- **WHAT YOU ARE ASKED TO DO**
Within these records, how many lines hold "Default"? Give the number alone.

- **Stored entries**
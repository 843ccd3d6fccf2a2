use std::fmt;

#[derive(Clone, Copy, PartialEq, Eq, PartialOrd, Ord, Hash, Debug, Default)]
pub struct Position {
    pub line: u32,
    pub column: u32,
}

impl Position {
    pub fn new(line: u32, column: u32) -> Self {
        Position { line, column }
    }
}

#[derive(Clone, Copy, PartialEq, Eq, Hash, Debug, Default)]
pub struct Loc {
    pub start: Position,
    pub end: Position,
}

impl Loc {
    pub fn new(start_line: u32, start_column: u32, end_line: u32, end_column: u32) -> Self {
        Loc {
            start: Position::new(start_line, start_column),
            end: Position::new(end_line, end_column),
        }
    }

    // Zero-width range at the start of this range
    pub fn start_of(self) -> Loc {
        Loc {
            start: self.start,
            end: self.start,
        }
    }

    // Zero-width range at the end of this range
    pub fn end_of(self) -> Loc {
        Loc {
            start: self.end,
            end: self.end,
        }
    }

    pub fn btwn(first: Loc, second: Loc) -> Loc {
        Loc {
            start: first.start,
            end: second.end,
        }
    }
}

impl fmt::Display for Loc {
    fn fmt(&self, f: &mut fmt::Formatter) -> fmt::Result {
        write!(
            f,
            "{}:{}-{}:{}",
            self.start.line, self.start.column, self.end.line, self.end.column
        )
    }
}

- **ANSWER FOR THIS EXERCISE**
2